Hemp rebar could be eco-friendly alternative to easily corroded steel


Researchers at Rensselaer Polytechnic Institute (RPI) in the United States have developed a hemp-based alternative to steel rebar. Researchers believe that the new option can avoid corrosion while reducing carbon emissions from construction, according to a report published by Dezeen.

Hemp rebar can be used to hold concrete structures in the same way as steel and other currently used rebars, but with a lower environmental impact because of its longer lifespan and hemp’s effectiveness at sequestrating carbon dioxide.

The research is leaded by RPI professors Daniel Walczyk and Alexandros Tsamis, according to whom steel rebar corrosion is currently a substantial contributor to the premature decay of structures such as bridges, highways, seawalls, and buildings.

“The American Society of Civil Engineers gives the concrete structure a lifetime of 40 to 50 years due to corrosion,” said Tsamis. “If the rebar didn't corrode, the lifespan would be three times as much, and it would have a huge overall contribution to reducing carbon emissions.”

Traditional steel rebar has a low embodied energy, according to the RPI team, especially if it is constructed with recycled content. However, the statistic masks the influence of its service life and maintenance requirements.

In severely corrosive conditions, structural designs may frequently adopt alternatives to standard steel, such as glass fiber reinforced polymer (GFRP) rebar, which has a high environmental effect.

Although the work has yet to be peer-reviewed, the team claims that preliminary studies reveal hemp rebar has a lower embodied energy than GFRP rebar while being likely as long-lasting.

This method is also expected to reduce construction time.

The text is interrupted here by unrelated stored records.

use crate::transport::{
    LedgerTransport,
    ReadCall,
};
use anyhow::{
    Context,
    anyhow,
};
use serde::{
    Deserialize,
    Serialize,
};
use serde_json::Value;
use std::{
    fmt,
    time::Duration,
};
use url::Url;

pub const DEFAULT_TIMEOUT: Duration = Duration::from_secs(10);

#[derive(Clone, Debug)]
pub struct GatewayConfig {
    pub base_url: Url,
    pub timeout: Duration,
}

impl GatewayConfig {
    pub fn new(base_url: Url) -> Self {
        Self {
            base_url,
            timeout: DEFAULT_TIMEOUT,
        }
    }
}

/// HTTP ledger gateway exposing `POST /read` and `POST /multicall`.
#[derive(Clone)]
pub struct GatewayTransport {
    base_url: String,
    http: reqwest::Client,
}

impl GatewayTransport {
    pub fn new(config: GatewayConfig) -> anyhow::Result<Self> {
        let base_url = config.base_url.as_str().trim_end_matches('/').to_string();
        let http = reqwest::Client::builder()
            .timeout(config.timeout)
            .build()
            .context("failed to build HTTP client for ledger gateway")?;
        Ok(Self { base_url, http })
    }

    async fn post<Req: Serialize>(&self, path: &str, body: &Req) -> anyhow::Result<Vec<u8>> {
        let url = format!("{}/{}", self.base_url, path);
        let res = self
            .http
            .post(url)
            .json(body)
            .send()
            .await
            .context("ledger gateway request failed")?;
        let status = res.status();
        let bytes = res
            .bytes()
            .await
            .context("failed to read ledger gateway response body")?;
        if !status.is_success() {
            let body = String::from_utf8_lossy(&bytes);
            return Err(anyhow!(
                "ledger gateway responded with {status} on /{path}: {body}"
            ));
        }
        Ok(bytes.to_vec())
    }
}

impl LedgerTransport for GatewayTransport {
    async fn read(&self, call: ReadCall) -> anyhow::Result<Value> {
        let request = CallDto::from(&call);
        let bytes = self.post("read", &request).await?;
        decode_read_payload(&bytes)
    }

    async fn read_batch(
        &self,
        calls: Vec<ReadCall>,
        require_success: bool,
    ) -> anyhow::Result<Vec<Option<Value>>> {
        let request = MulticallRequestDto {
            calls: calls.iter().map(CallDto::from).collect(),
            require_success,
        };
        let bytes = self.post("multicall", &request).await?;
        let slots = decode_multicall_payload(&bytes)?;
        if slots.len() != calls.len() {
            tracing::warn!(
                expected = calls.len(),
                received = slots.len(),
                "ledger gateway returned a mismatched number of multicall slots"
            );
        }
        Ok(slots)
    }
}

impl fmt::Display for GatewayTransport {
    fn fmt(&self, f: &mut fmt::Formatter<'_>) -> fmt::Result {
        write!(f, "{}", self.base_url)
    }
}

#[derive(Serialize)]
struct CallDto<'a> {
    target: String,
    method: &'a str,
    params: &'a [Value],
}

impl<'a> From<&'a ReadCall> for CallDto<'a> {
    fn from(call: &'a ReadCall) -> Self {
        Self {
            target: format!("{:#x}", call.target),
            method: &call.method,
            params: &call.params,
        }
    }
}

#[derive(Serialize)]
#[serde(rename_all = "camelCase")]
struct MulticallRequestDto<'a> {
    calls: Vec<CallDto<'a>>,
    require_success: bool,
}

#[derive(Deserialize)]
struct ReadResponseDto {
    data: Value,
}

#[derive(Deserialize)]
struct MulticallResponseDto {
    results: Vec<SlotDto>,
}

#[derive(Deserialize)]
struct SlotDto {
    success: bool,
    #[serde(default)]
    data: Option<Value>,
}

impl SlotDto {
    fn into_slot(self) -> Option<Value> {
        if self.success { self.data } else { None }
    }
}

fn decode_read_payload(bytes: &[u8]) -> anyhow::Result<Value> {
    let dto: ReadResponseDto =
        serde_json::from_slice(bytes).context("invalid ledger gateway read payload")?;
    Ok(dto.data)
}

fn decode_multicall_payload(bytes: &[u8]) -> anyhow::Result<Vec<Option<Value>>> {
    let dto: MulticallResponseDto = serde_json::from_slice(bytes)
        .context("invalid ledger gateway multicall payload")?;
    Ok(dto.results.into_iter().map(SlotDto::into_slot).collect())
}
// Positional order of the `viewLottery` output tuple.
const FIELDS: [&str; 13] = [
    "status",
    "startTime",
    "endTime",
    "priceTicket",
    "discountDivisor",
    "treasuryFee",
    "firstTicketId",
    "lastTicketId",
    "amountCollected",
    "finalNumber",
    "rewardPerBracket",
    "countWinnersPerBracket",
    "rewardsBreakdown",
];

impl RawRoundResponse {
    /// Reads the loosely typed gateway answer. Accepts both the positional tuple and
    /// the named-field object form, bare or wrapped in a one-element result tuple.
    pub fn from_json(value: &Value) -> Result<Self, DecodeError> {
        let fields = RawFields::new(value)?;
        let status = fields.uint(0)?;
        let status = u64::try_from(&status).map_err(|_| DecodeError::OutOfRange {
            field: FIELDS[0],
            target: "u64",
        })?;
        Ok(Self {
            status,
            start_time: fields.uint(1)?,
            end_time: fields.uint(2)?,
            ticket_price: fields.uint(3)?,
            discount_divisor: fields.uint(4)?,
            treasury_fee: fields.uint(5)?,
            first_ticket_id: fields.uint(6)?,
            last_ticket_id: fields.uint(7)?,
            amount_collected: fields.uint(8)?,
            final_number: fields.final_number(9)?,
            reward_per_bracket: fields.uints(10)?,
            count_winners_per_bracket: fields.uints(11)?,
            rewards_breakdown: fields.uints(12)?,
        })
    }
}

struct RawFields<'a> {
    value: &'a Value,
}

Unlike other available non-corrodible options, Walczyk and Tsamis anticipate it to be more cost-competitive than ordinary steel rebar.

Industrial hemp is a type of cannabis sativa plant with a low concentration of the psychotropic component THC. Its fiber is one of the strongest among all plants, as strong as glass fiber, and it can sequester carbon dioxide from the air at twice the rate of trees.